Activity
Restate the records exactly. Include all of them.

Material to process
⁂

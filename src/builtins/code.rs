use crate::builtins::{BuiltinTool, BuiltinToolResult, UserContext, required_str};
use crate::config::BuiltinSettings;
use async_trait::async_trait;
use serde_json::{Map, Value, json};
use std::process::Stdio;
use std::time::Duration;
use tokio::io::AsyncWriteExt;
use tokio::process::Command;
use tracing::debug;

/// Marker separating user stdout from the structured result line.
const RESULT_MARKER: &str = "__TOOLGATE_RESULT__";

/// Interpreter prelude: guarded imports, disabled filesystem/process
/// builtins, isolated namespace, stdout capture, and result extraction
/// (the `result` variable, else the value of a trailing expression).
///
/// The sandbox is not a security boundary against a hostile kernel; it is
/// defence-in-depth against routine misuse. The subprocess gives us the
/// timeout and memory isolation.
const SANDBOX_PRELUDE: &str = r#"
import ast, builtins, contextlib, io, json, sys

ALLOWED_MODULES = {
    "math", "json", "re", "datetime", "random", "statistics",
    "itertools", "functools", "collections", "string", "textwrap",
}
_real_import = builtins.__import__

def _guarded_import(name, *args, **kwargs):
    if name.split(".")[0] not in ALLOWED_MODULES:
        raise ImportError("import of %r is not allowed" % name)
    return _real_import(name, *args, **kwargs)

builtins.__import__ = _guarded_import

# Keep working references for the harness itself before the names are blocked.
_compile, _exec, _eval = compile, exec, eval

def _blocked(*args, **kwargs):
    raise RuntimeError("this builtin is disabled")
for _name in ("open", "input", "exec", "eval", "compile", "breakpoint", "exit", "quit"):
    setattr(builtins, _name, _blocked)

_code = sys.stdin.read()
_namespace = {"__name__": "__tool__"}
_stdout = io.StringIO()
_result = None
try:
    _tree = ast.parse(_code, mode="exec")
    _trailing = None
    if _tree.body and isinstance(_tree.body[-1], ast.Expr):
        _trailing = ast.Expression(_tree.body.pop().value)
    with contextlib.redirect_stdout(_stdout):
        _exec(_compile(_tree, "<tool>", "exec"), _namespace)
        if _trailing is not None:
            _result = _eval(_compile(_trailing, "<tool>", "eval"), _namespace)
    if "result" in _namespace:
        _result = _namespace["result"]
    _payload = {"ok": True, "stdout": _stdout.getvalue()}
    try:
        json.dumps(_result)
        _payload["result"] = _result
    except (TypeError, ValueError):
        _payload["result"] = repr(_result)
except Exception as exc:  # noqa: BLE001
    _payload = {"ok": False, "stdout": _stdout.getvalue(), "error": "%s: %s" % (type(exc).__name__, exc)}

sys.__stdout__.write("__TOOLGATE_RESULT__" + json.dumps(_payload))
"#;

/// Run user-supplied Python in a restricted subprocess sandbox.
pub struct ExecutePythonTool {
    timeout: Duration,
    interpreter: String,
}

impl ExecutePythonTool {
    pub fn new(settings: &BuiltinSettings) -> Self {
        Self {
            timeout: Duration::from_secs(settings.sandbox_timeout_secs),
            interpreter: "python3".to_string(),
        }
    }

    async fn run(&self, code: &str) -> Result<Value, String> {
        // The prelude itself execs the blocked-builtin guards, so it must run
        // via `-c` before user code arrives on stdin.
        let mut child = Command::new(&self.interpreter)
            .arg("-I") // isolated mode: no site-packages, no env injection
            .arg("-c")
            .arg(SANDBOX_PRELUDE)
            .stdin(Stdio::piped())
            .stdout(Stdio::piped())
            .stderr(Stdio::piped())
            .kill_on_drop(true)
            .spawn()
            .map_err(|e| format!("cannot start sandbox interpreter: {}", e))?;

        if let Some(mut stdin) = child.stdin.take() {
            stdin
                .write_all(code.as_bytes())
                .await
                .map_err(|e| format!("cannot pass code to sandbox: {}", e))?;
            drop(stdin);
        }

        let output = tokio::time::timeout(self.timeout, child.wait_with_output())
            .await
            .map_err(|_| format!("execution timed out after {}s", self.timeout.as_secs()))?
            .map_err(|e| format!("sandbox failed: {}", e))?;

        let stdout = String::from_utf8_lossy(&output.stdout);
        let Some(payload) = stdout.split(RESULT_MARKER).nth(1) else {
            let stderr = String::from_utf8_lossy(&output.stderr);
            return Err(format!(
                "sandbox produced no result (stderr: {})",
                crate::errors::truncate_body(stderr.trim())
            ));
        };
        serde_json::from_str(payload.trim()).map_err(|e| format!("unparsable sandbox result: {}", e))
    }
}

#[async_trait]
impl BuiltinTool for ExecutePythonTool {
    fn name(&self) -> &str {
        "execute_python"
    }

    fn description(&self) -> &str {
        "Execute Python code in a restricted sandbox. Captures stdout and the value of `result` (or a trailing expression). Imports are limited to a safe module allow-list."
    }

    fn input_schema(&self) -> Value {
        json!({
            "type": "object",
            "properties": {
                "code": {"type": "string", "description": "Python code to execute"}
            },
            "required": ["code"]
        })
    }

    async fn execute(&self, arguments: &Map<String, Value>, _user: &UserContext) -> BuiltinToolResult {
        let code = match required_str(arguments, "code") {
            Ok(c) => c,
            Err(e) => return BuiltinToolResult::err(e),
        };
        debug!("executing {} bytes of sandboxed python", code.len());
        match self.run(code).await {
            Ok(payload) => {
                if payload["ok"].as_bool().unwrap_or(false) {
                    BuiltinToolResult::ok(json!({
                        "stdout": payload["stdout"],
                        "result": payload["result"],
                    }))
                } else {
                    let mut result = BuiltinToolResult::err(
                        payload["error"].as_str().unwrap_or("execution failed").to_string(),
                    );
                    let mut metadata = Map::new();
                    metadata.insert("stdout".into(), payload["stdout"].clone());
                    result.metadata = Some(metadata);
                    result
                }
            }
            Err(e) => BuiltinToolResult::err(e),
        }
    }
}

⁂

Task solution
filename src/builtins/code.rs
use crate::builtins::{BuiltinTool, BuiltinToolResult, UserContext, required_str};
use crate::config::BuiltinSettings;
use async_trait::async_trait;
use serde_json::{Map, Value, json};
use std::process::Stdio;
use std::time::Duration;
use tokio::io::AsyncWriteExt;
use tokio::process::Command;
use tracing::debug;

/// Marker separating user stdout from the structured result line.
const RESULT_MARKER: &str = "__TOOLGATE_RESULT__";

/// Interpreter prelude: guarded imports, disabled filesystem/process
/// builtins, isolated namespace, stdout capture, and result extraction
/// (the `result` variable, else the value of a trailing expression).
///
/// The sandbox is not a security boundary against a hostile kernel; it is
/// defence-in-depth against routine misuse. The subprocess gives us the
/// timeout and memory isolation.
const SANDBOX_PRELUDE: &str = r#"
import ast, builtins, contextlib, io, json, sys

ALLOWED_MODULES = {
    "math", "json", "re", "datetime", "random", "statistics",
    "itertools", "functools", "collections", "string", "textwrap",
}
_real_import = builtins.__import__

def _guarded_import(name, *args, **kwargs):
    if name.split(".")[0] not in ALLOWED_MODULES:
        raise ImportError("import of %r is not allowed" % name)
    return _real_import(name, *args, **kwargs)

builtins.__import__ = _guarded_import

# Keep working references for the harness itself before the names are blocked.
_compile, _exec, _eval = compile, exec, eval

def _blocked(*args, **kwargs):
    raise RuntimeError("this builtin is disabled")
for _name in ("open", "input", "exec", "eval", "compile", "breakpoint", "exit", "quit"):
    setattr(builtins, _name, _blocked)

_code = sys.stdin.read()
_namespace = {"__name__": "__tool__"}
_stdout = io.StringIO()
_result = None
try:
    _tree = ast.parse(_code, mode="exec")
    _trailing = None
    if _tree.body and isinstance(_tree.body[-1], ast.Expr):
        _trailing = ast.Expression(_tree.body.pop().value)
    with contextlib.redirect_stdout(_stdout):
        _exec(_compile(_tree, "<tool>", "exec"), _namespace)
        if _trailing is not None:
            _result = _eval(_compile(_trailing, "<tool>", "eval"), _namespace)
    if "result" in _namespace:
        _result = _namespace["result"]
    _payload = {"ok": True, "stdout": _stdout.getvalue()}
    try:
        json.dumps(_result)
        _payload["result"] = _result
    except (TypeError, ValueError):
        _payload["result"] = repr(_result)
except Exception as exc:  # noqa: BLE001
    _payload = {"ok": False, "stdout": _stdout.getvalue(), "error": "%s: %s" % (type(exc).__name__, exc)}

sys.__stdout__.write("__TOOLGATE_RESULT__" + json.dumps(_payload))
"#;

/// Run user-supplied Python in a restricted subprocess sandbox.
pub struct ExecutePythonTool {
    timeout: Duration,
    interpreter: String,
}

impl ExecutePythonTool {
    pub fn new(settings: &BuiltinSettings) -> Self {
        Self {
            timeout: Duration::from_secs(settings.sandbox_timeout_secs),
            interpreter: "python3".to_string(),
        }
    }

    async fn run(&self, code: &str) -> Result<Value, String> {
        // The prelude itself execs the blocked-builtin guards, so it must run
        // via `-c` before user code arrives on stdin.
        let mut child = Command::new(&self.interpreter)
            .arg("-I") // isolated mode: no site-packages, no env injection
            .arg("-c")
            .arg(SANDBOX_PRELUDE)
            .stdin(Stdio::piped())
            .stdout(Stdio::piped())
            .stderr(Stdio::piped())
            .kill_on_drop(true)
            .spawn()
            .map_err(|e| format!("cannot start sandbox interpreter: {}", e))?;

        if let Some(mut stdin) = child.stdin.take() {
            stdin
                .write_all(code.as_bytes())
                .await
                .map_err(|e| format!("cannot pass code to sandbox: {}", e))?;
            drop(stdin);
        }

        let output = tokio::time::timeout(self.timeout, child.wait_with_output())
            .await
            .map_err(|_| format!("execution timed out after {}s", self.timeout.as_secs()))?
            .map_err(|e| format!("sandbox failed: {}", e))?;

        let stdout = String::from_utf8_lossy(&output.stdout);
        let Some(payload) = stdout.split(RESULT_MARKER).nth(1) else {
            let stderr = String::from_utf8_lossy(&output.stderr);
            return Err(format!(
                "sandbox produced no result (stderr: {})",
                crate::errors::truncate_body(stderr.trim())
            ));
        };
        serde_json::from_str(payload.trim()).map_err(|e| format!("unparsable sandbox result: {}", e))
    }
}

#[async_trait]
impl BuiltinTool for ExecutePythonTool {
    fn name(&self) -> &str {
        "execute_python"
    }

    fn description(&self) -> &str {
        "Execute Python code in a restricted sandbox. Captures stdout and the value of `result` (or a trailing expression). Imports are limited to a safe module allow-list."
    }

    fn input_schema(&self) -> Value {
        json!({
            "type": "object",
            "properties": {
                "code": {"type": "string", "description": "Python code to execute"}
            },
            "required": ["code"]
        })
    }

    async fn execute(&self, arguments: &Map<String, Value>, _user: &UserContext) -> BuiltinToolResult {
        let code = match required_str(arguments, "code") {
            Ok(c) => c,
            Err(e) => return BuiltinToolResult::err(e),
        };
        debug!("executing {} bytes of sandboxed python", code.len());
        match self.run(code).await {
            Ok(payload) => {
                if payload["ok"].as_bool().unwrap_or(false) {
                    BuiltinToolResult::ok(json!({
                        "stdout": payload["stdout"],
                        "result": payload["result"],
                    }))
                } else {
                    let mut result = BuiltinToolResult::err(
                        payload["error"].as_str().unwrap_or("execution failed").to_string(),
                    );
                    let mut metadata = Map::new();
                    metadata.insert("stdout".into(), payload["stdout"].clone());
                    result.metadata = Some(metadata);
                    result
                }
            }
            Err(e) => BuiltinToolResult::err(e),
        }
    }
}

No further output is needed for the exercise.